What the AAP’s statement touches on but doesn’t grapple with sufficiently I think is that “screen time” in the sense they were using it at the time was often a proxy for social isolation and/or poverty. That is, latchkey kids or kids in unsafe neighborhoods or both were choosing to stay inside watching TV because their neighborhoods weren’t safe or they felt socially isolated or both. And don’t even get me started on what those damned milk carton “Have you seen me?” alerts did to our sense of letting our kids out to play. I think being diverted from core issues like poverty, pollution, too many cars driving too fast, social isolation, and poor nutrition by blaming stuff on TV or “screen time” isn’t going to help us solve root causes.

Kent,

I agree there are differences between TV viewing and computer use. But, just to be clear, the AAP policy is not a relic of pre-net days.
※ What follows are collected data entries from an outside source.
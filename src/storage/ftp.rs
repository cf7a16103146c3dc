use super::RemoteStore;
use crate::error::{TransferError, TransferStage};
use crate::models::FtpConfig;
use crate::naming::StorageKey;
use async_trait::async_trait;
use std::io::{self, Cursor, Read};
use std::net::{SocketAddr, TcpStream, ToSocketAddrs};
use std::sync::atomic::{AtomicU8, Ordering};
use std::sync::Arc;
use std::time::Duration;
use suppaftp::types::FileType;
use suppaftp::{FtpError, FtpStream};
use tracing::{debug, info, warn};

/// Uploads over plain FTP: connect, login, cwd, binary STOR, quit.
pub struct FtpStore {
    config: FtpConfig,
}

impl FtpStore {
    pub fn new(config: FtpConfig) -> Self {
        Self { config }
    }

    fn resolve(config: &FtpConfig) -> Result<Vec<SocketAddr>, TransferError> {
        let addrs: Vec<SocketAddr> = (config.host.as_str(), config.port)
            .to_socket_addrs()
            .map_err(|e| TransferError::stage(TransferStage::Connect, e))?
            .collect();
        if addrs.is_empty() {
            return Err(TransferError::stage(
                TransferStage::Connect,
                "host resolved to no addresses",
            ));
        }
        Ok(addrs)
    }

    /// Open the control connection on the first address that accepts it,
    /// with socket timeouts applied to both the control and data channels.
    fn connect(addrs: &[SocketAddr], config: &FtpConfig) -> Result<FtpStream, TransferError> {
        let mut last_error = None;
        for addr in addrs {
            debug!("FTP connect to {} ({}s timeout)", addr, config.connect_timeout.as_secs());
            match FtpStream::connect_timeout(*addr, config.connect_timeout) {
                Ok(ftp) => return Self::apply_timeouts(ftp, config),
                Err(e) => {
                    debug!("FTP connect to {} failed: {}", addr, e);
                    last_error = Some(e);
                }
            }
        }

        Err(match last_error {
            Some(e) => TransferError::stage(TransferStage::Connect, e),
            None => TransferError::stage(TransferStage::Connect, "host resolved to no addresses"),
        })
    }

    fn apply_timeouts(ftp: FtpStream, config: &FtpConfig) -> Result<FtpStream, TransferError> {
        let socket = ftp.get_ref();
        socket
            .set_read_timeout(Some(config.io_timeout))
            .and_then(|_| socket.set_write_timeout(Some(config.io_timeout)))
            .map_err(|e| TransferError::stage(TransferStage::Connect, e))?;

        let connect_timeout = config.connect_timeout;
        let io_timeout = config.io_timeout;
        Ok(ftp.passive_stream_builder(move |addr| {
            let stream = TcpStream::connect_timeout(&addr, connect_timeout)
                .map_err(FtpError::ConnectionError)?;
            stream
                .set_write_timeout(Some(io_timeout))
                .and_then(|_| stream.set_read_timeout(Some(io_timeout)))
                .map_err(FtpError::ConnectionError)?;
            Ok(stream)
        }))
    }

    fn store_sync(
        config: &FtpConfig,
        key: &str,
        data: &[u8],
        session: &SessionState,
    ) -> Result<(), TransferError> {
        let addrs = Self::resolve(config)?;
        let mut ftp = Self::connect(&addrs, config)?;

        let result = Self::run_session(&mut ftp, config, key, data, session);

        // Past this point the outcome is settled; the goodbye cannot change it.
        if let Err(e) = ftp.quit() {
            if result.is_ok() {
                warn!("FTP quit failed after upload of {}: {}", key, e);
            }
        }

        result
    }

    fn run_session(
        ftp: &mut FtpStream,
        config: &FtpConfig,
        key: &str,
        data: &[u8],
        session: &SessionState,
    ) -> Result<(), TransferError> {
        session.check()?;
        debug!("FTP login as {}", config.username);
        ftp.login(config.username.as_str(), config.password.as_str())
            .map_err(|e| TransferError::stage(TransferStage::Login, e))?;

        session.check()?;
        debug!("FTP cwd {}", config.upload_dir);
        ftp.cwd(config.upload_dir.as_str())
            .map_err(|e| TransferError::stage(TransferStage::Navigate, e))?;

        session.check()?;
        ftp.transfer_type(FileType::Binary)
            .map_err(|e| TransferError::stage(TransferStage::Transfer, e))?;

        debug!("FTP STOR {} ({} bytes)", key, data.len());
        let mut reader = CancellableReader {
            inner: Cursor::new(data),
            session,
        };
        let written = match ftp.put_file(key, &mut reader) {
            Ok(written) => written,
            Err(e) => {
                remove_partial(ftp, key);
                if session.is_aborted() {
                    return Err(TransferError::Cancelled);
                }
                return Err(TransferError::stage(TransferStage::Transfer, e));
            }
        };

        if written != data.len() as u64 {
            remove_partial(ftp, key);
            return Err(TransferError::stage(
                TransferStage::Transfer,
                format!("short write: {} of {} bytes", written, data.len()),
            ));
        }

        if !session.commit() {
            // The caller gave up before the object was accepted.
            remove_partial(ftp, key);
            return Err(TransferError::Cancelled);
        }

        Ok(())
    }
}

#[async_trait]
impl RemoteStore for FtpStore {
    async fn store(
        &self,
        key: &StorageKey,
        data: &[u8],
        deadline: Duration,
    ) -> Result<(), TransferError> {
        let session = Arc::new(SessionState::new());
        let _guard = AbortOnDrop(session.clone());

        let config = self.config.clone();
        let key = key.as_str().to_string();
        let data = data.to_vec();
        let task_session = session.clone();
        let task_key = key.clone();

        let mut task = tokio::task::spawn_blocking(move || {
            Self::store_sync(&config, &task_key, &data, &task_session)
        });

        let joined = match tokio::time::timeout(deadline, &mut task).await {
            Ok(joined) => joined,
            Err(_) if session.abort() => {
                warn!("FTP upload of {} exceeded {:?} deadline", key, deadline);
                return Err(TransferError::Timeout(deadline));
            }
            Err(_) => {
                // STOR was accepted before the deadline; only the goodbye is
                // still in flight and it finishes in the background.
                info!("FTP upload of {} completed, session closing late", key);
                return Ok(());
            }
        };

        joined.map_err(|e| {
            TransferError::stage(TransferStage::Transfer, format!("upload task join error: {}", e))
        })??;

        info!("FTP upload of {} completed", key);
        Ok(())
    }
}

const RUNNING: u8 = 0;
const COMMITTED: u8 = 1;
const ABORTED: u8 = 2;

/// Outcome of one session, shared between the caller and the blocking task.
///
/// Moves out of `RUNNING` exactly once: the task commits after the server
/// accepts STOR, or the caller aborts. Whichever side loses the race learns
/// the final outcome from the other.
struct SessionState(AtomicU8);

impl SessionState {
    fn new() -> Self {
        Self(AtomicU8::new(RUNNING))
    }

    fn commit(&self) -> bool {
        self.0
            .compare_exchange(RUNNING, COMMITTED, Ordering::SeqCst, Ordering::SeqCst)
            .is_ok()
    }

    fn abort(&self) -> bool {
        self.0
            .compare_exchange(RUNNING, ABORTED, Ordering::SeqCst, Ordering::SeqCst)
            .is_ok()
    }

    fn is_aborted(&self) -> bool {
        self.0.load(Ordering::SeqCst) == ABORTED
    }

    fn check(&self) -> Result<(), TransferError> {
        if self.is_aborted() {
            return Err(TransferError::Cancelled);
        }
        Ok(())
    }
}

fn remove_partial(ftp: &mut FtpStream, key: &str) {
    if let Err(e) = ftp.rm(key) {
        debug!("Could not remove partial upload {}: {}", key, e);
    }
}

/// Aborts the session when the owning future is dropped. A committed
/// session is left alone.
struct AbortOnDrop(Arc<SessionState>);

impl Drop for AbortOnDrop {
    fn drop(&mut self) {
        self.0.abort();
    }
}

/// Upload body that stops yielding bytes once the upload is abandoned.
struct CancellableReader<'a, R> {
    inner: R,
    session: &'a SessionState,
}

impl<R: Read> Read for CancellableReader<'_, R> {
    fn read(&mut self, buf: &mut [u8]) -> io::Result<usize> {
        if self.session.is_aborted() {
            // Not `Interrupted`: io::copy would retry that forever.
            return Err(io::Error::other("upload cancelled"));
        }
        self.inner.read(buf)
    }
}

#[cfg(test)]
mod tests {
    use super::*;

    fn config(host: &str, port: u16) -> FtpConfig {
        FtpConfig {
            host: host.to_string(),
            port,
            username: "user".to_string(),
            password: "secret".to_string(),
            upload_dir: "/".to_string(),
            connect_timeout: Duration::from_secs(2),
            io_timeout: Duration::from_secs(2),
        }
    }

    fn refused_addr() -> SocketAddr {
        // Bind then drop to get a port with nothing listening.
        let listener = std::net::TcpListener::bind("127.0.0.1:0").unwrap();
        listener.local_addr().unwrap()
    }

    #[test]
    fn test_cancellable_reader_stops_after_abort() {
        let session = SessionState::new();
        let mut reader = CancellableReader {
            inner: Cursor::new(vec![1u8; 16]),
            session: &session,
        };

        let mut buf = [0u8; 8];
        assert_eq!(reader.read(&mut buf).unwrap(), 8);

        assert!(session.abort());
        assert!(reader.read(&mut buf).is_err());
    }

    #[test]
    fn test_abort_on_drop_leaves_committed_session() {
        let running = Arc::new(SessionState::new());
        {
            let _guard = AbortOnDrop(running.clone());
        }
        assert!(running.is_aborted());
        assert!(!running.commit());

        let committed = Arc::new(SessionState::new());
        assert!(committed.commit());
        {
            let _guard = AbortOnDrop(committed.clone());
        }
        assert!(!committed.is_aborted());
    }

    #[test]
    fn test_connect_falls_through_to_next_address() {
        let live = std::net::TcpListener::bind("127.0.0.1:0").unwrap();
        let live_addr = live.local_addr().unwrap();
        std::thread::spawn(move || {
            use std::io::Write;
            if let Ok((mut socket, _)) = live.accept() {
                let _ = socket.write_all(b"220 ready\r\n");
                std::thread::sleep(Duration::from_millis(200));
            }
        });

        let addrs = [refused_addr(), live_addr];
        let ftp = FtpStore::connect(&addrs, &config("127.0.0.1", live_addr.port()));

        assert!(ftp.is_ok());
    }

    #[test]
    fn test_connect_reports_last_failure_when_all_refuse() {
        let addrs = [refused_addr(), refused_addr()];

        let err = FtpStore::connect(&addrs, &config("127.0.0.1", 21)).err().unwrap();

        assert!(matches!(
            err,
            TransferError::Stage {
                stage: TransferStage::Connect,
                ..
            }
        ));
    }

    #[tokio::test]
    async fn test_connection_refused_is_connect_failure() {
        let port = refused_addr().port();
        let store = FtpStore::new(config("127.0.0.1", port));

        let err = store
            .store(&StorageKey::allocate("webp"), b"data", Duration::from_secs(5))
            .await
            .unwrap_err();

        assert!(matches!(
            err,
            TransferError::Stage {
                stage: TransferStage::Connect,
                ..
            }
        ));
    }
}
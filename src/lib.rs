//! Media ingestion backend for the shop admin panel - accepts uploaded images
//!
//! Uploaded images are normalized (orientation, size, web format) and pushed to
//! the FTP image host, which serves them back under a public base URL. Images
//! that cannot be normalized are stored as uploaded.

pub mod api;
pub mod error;
pub mod image;
pub mod models;
pub mod naming;
pub mod pipeline;
pub mod storage;

pub use error::{Error, Result};
//! Error handling and custom error types
//!
//! Provides unified error handling across the ingestion pipeline using thiserror.
//! Only [`Error::UnsupportedMediaType`] and [`Error::Transfer`] can come out of
//! [`crate::pipeline::Pipeline::ingest`]; transform failures are absorbed by the
//! fallback path and never reach this type.

use std::fmt;
use std::time::Duration;
use thiserror::Error;

#[derive(Error, Debug)]
pub enum Error {
    #[error("Unsupported media type: {0}")]
    UnsupportedMediaType(String),

    #[error("Ingestion failed: {0}")]
    Transfer(#[from] TransferError),

    #[error("Configuration error: {0}")]
    Config(String),

    #[error("Environment variable error: {0}")]
    EnvVar(#[from] dotenvy::Error),
}

impl Error {
    /// Stable, machine-readable name for the failure.
    pub fn kind(&self) -> &'static str {
        match self {
            Error::UnsupportedMediaType(_) => "unsupported_media_type",
            Error::Transfer(_) => "ingestion_failed",
            Error::Config(_) | Error::EnvVar(_) => "config",
        }
    }

    /// Message safe to hand back to an uploader: no host, credentials or raw
    /// server replies.
    pub fn public_message(&self) -> String {
        match self {
            Error::UnsupportedMediaType(_) => "Only image files are accepted".to_string(),
            Error::Transfer(e) => format!("Upload failed: {}", e.public_summary()),
            Error::Config(_) | Error::EnvVar(_) => "Upload failed: internal error".to_string(),
        }
    }
}

pub type Result<T> = std::result::Result<T, Error>;

/// Failure to turn uploaded bytes into the normalized representation.
///
/// Internal to the pipeline: every variant triggers the fallback path.
#[derive(Error, Debug)]
pub enum TransformError {
    #[error("could not decode image: {0}")]
    Decode(#[source] image::ImageError),

    #[error("image transform failed: {0}")]
    Failed(String),
}

impl From<image::ImageError> for TransformError {
    fn from(e: image::ImageError) -> Self {
        match e {
            image::ImageError::Decoding(_) | image::ImageError::Unsupported(_) => {
                TransformError::Decode(e)
            }
            other => TransformError::Failed(other.to_string()),
        }
    }
}

/// Stage of the remote-store session in which a transfer broke down.
#[derive(Debug, Clone, Copy, PartialEq, Eq)]
pub enum TransferStage {
    Connect,
    Login,
    Navigate,
    Transfer,
}

impl fmt::Display for TransferStage {
    fn fmt(&self, f: &mut fmt::Formatter<'_>) -> fmt::Result {
        let name = match self {
            TransferStage::Connect => "connect",
            TransferStage::Login => "login",
            TransferStage::Navigate => "navigate",
            TransferStage::Transfer => "transfer",
        };
        f.write_str(name)
    }
}

/// Failure talking to the remote store. Nothing is stored when this is returned.
#[derive(Error, Debug)]
pub enum TransferError {
    #[error("remote store {stage} failed: {cause}")]
    Stage { stage: TransferStage, cause: String },

    #[error("remote store upload timed out after {0:?}")]
    Timeout(Duration),

    #[error("remote store upload cancelled")]
    Cancelled,
}

impl TransferError {
    pub fn stage(stage: TransferStage, cause: impl fmt::Display) -> Self {
        TransferError::Stage {
            stage,
            cause: cause.to_string(),
        }
    }

    fn public_summary(&self) -> String {
        match self {
            TransferError::Stage { stage, .. } => format!("remote storage {} step failed", stage),
            TransferError::Timeout(_) => "remote storage timed out".to_string(),
            TransferError::Cancelled => "upload cancelled".to_string(),
        }
    }
}
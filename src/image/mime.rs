//! Content-type and filename helpers for uploaded media.

const FALLBACK_EXTENSION: &str = "bin";
const MAX_EXTENSION_LEN: usize = 10;

/// Whether a declared content type names an image (`image/*`).
pub fn is_image_content_type(content_type: &str) -> bool {
    let essence = content_type.trim();
    essence.len() > "image/".len()
        && essence
            .get(..6)
            .is_some_and(|prefix| prefix.eq_ignore_ascii_case("image/"))
}

/// Extension used when the original bytes are stored untouched.
///
/// Takes the filename suffix, lowercased. Anything that is not a short run of
/// ASCII alphanumerics is replaced so it cannot smuggle a path into the
/// remote filename.
pub fn extension_from_filename(filename: &str) -> String {
    let suffix = filename
        .rsplit_once('.')
        .map(|(_, ext)| ext)
        .unwrap_or_default();

    let valid = !suffix.is_empty()
        && suffix.len() <= MAX_EXTENSION_LEN
        && suffix.chars().all(|c| c.is_ascii_alphanumeric());

    if valid {
        suffix.to_ascii_lowercase()
    } else {
        tracing::warn!(
            "Upload filename {:?} has no usable extension, using .{}",
            filename,
            FALLBACK_EXTENSION
        );
        FALLBACK_EXTENSION.to_string()
    }
}
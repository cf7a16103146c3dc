use super::ImageTransformer;
use crate::error::TransformError;
use crate::models::{MediaPolicy, TargetFormat, TransformedImage};
use async_trait::async_trait;
use image::codecs::jpeg::JpegEncoder;
use image::imageops::FilterType;
use image::{DynamicImage, ImageDecoder, ImageReader};
use std::io::Cursor;

pub struct ImageProcessor {
    policy: MediaPolicy,
}

impl ImageProcessor {
    pub fn new(policy: MediaPolicy) -> Self {
        Self { policy }
    }

    fn decode_upright(image_data: &[u8]) -> Result<DynamicImage, TransformError> {
        let mut decoder = ImageReader::new(Cursor::new(image_data))
            .with_guessed_format()
            .map_err(|e| TransformError::Failed(format!("Failed to sniff image format: {}", e)))?
            .into_decoder()?;

        // Missing or unreadable EXIF just means "already upright".
        let orientation = decoder.orientation().unwrap_or_else(|e| {
            tracing::debug!("Could not read orientation metadata: {}", e);
            image::metadata::Orientation::NoTransforms
        });

        let mut image = DynamicImage::from_decoder(decoder)?;
        image.apply_orientation(orientation);
        Ok(image)
    }

    fn bound_dimensions(image: DynamicImage, max_dimension: u32) -> DynamicImage {
        if image.width().max(image.height()) <= max_dimension {
            return image;
        }
        image.resize(max_dimension, max_dimension, FilterType::Lanczos3)
    }

    fn encode(image: &DynamicImage, policy: &MediaPolicy) -> Result<Vec<u8>, TransformError> {
        match policy.target_format {
            TargetFormat::WebP => {
                let rgba = image.to_rgba8();
                let encoder = webp::Encoder::from_rgba(rgba.as_raw(), rgba.width(), rgba.height());
                let encoded = encoder
                    .encode_simple(false, f32::from(policy.quality))
                    .map_err(|e| TransformError::Failed(format!("WebP encode failed: {:?}", e)))?;
                Ok(encoded.to_vec())
            }
            TargetFormat::Jpeg => {
                let mut out = Vec::new();
                let encoder = JpegEncoder::new_with_quality(&mut out, policy.quality);
                // JPEG has no alpha channel.
                DynamicImage::ImageRgb8(image.to_rgb8())
                    .write_with_encoder(encoder)
                    .map_err(|e| TransformError::Failed(format!("JPEG encode failed: {}", e)))?;
                Ok(out)
            }
        }
    }

    fn transform_sync(
        image_data: &[u8],
        policy: MediaPolicy,
    ) -> Result<TransformedImage, TransformError> {
        let image = Self::decode_upright(image_data)?;
        let image = Self::bound_dimensions(image, policy.max_dimension);
        let data = Self::encode(&image, &policy)?;

        if data.is_empty() {
            return Err(TransformError::Failed("Encoder produced no output".to_string()));
        }

        Ok(TransformedImage {
            data,
            extension: policy.target_format.extension(),
            width: image.width(),
            height: image.height(),
        })
    }
}

#[async_trait]
impl ImageTransformer for ImageProcessor {
    async fn transform(&self, image_data: &[u8]) -> Result<TransformedImage, TransformError> {
        let policy = self.policy;
        let owned = image_data.to_vec();

        tokio::task::spawn_blocking(move || Self::transform_sync(&owned, policy))
            .await
            .map_err(|e| TransformError::Failed(format!("Image transform task join error: {}", e)))?
    }
}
It was updated this year, and it reads (in part): “Pediatricians should continue to counsel parents to limit total non-educational screen time to no more than 2 hours/day, to avoid putting TV sets and Internet connections in children’s bedrooms, to coview with their children, to limit night-time screen media use to improve children’s sleep, and to try strongly to avoid screen exposure for infants under the age of 2 years.”

It should also be noted that TV viewing by kids (and adults, for that matter) has not decreased since the arrival of the web. So computers (in their various forms) have been additive to total screen time rather than substituting for TV time.

Nick

Great information here and in the report. I’ll take some time to digest.

As usual, very interesting comment thread.

It amazed me that the “Internet is bad for our brains” got any kind of mileage at all. That’s evidence of a lack of critical thinking among people that think they’re somehow better off cognitively.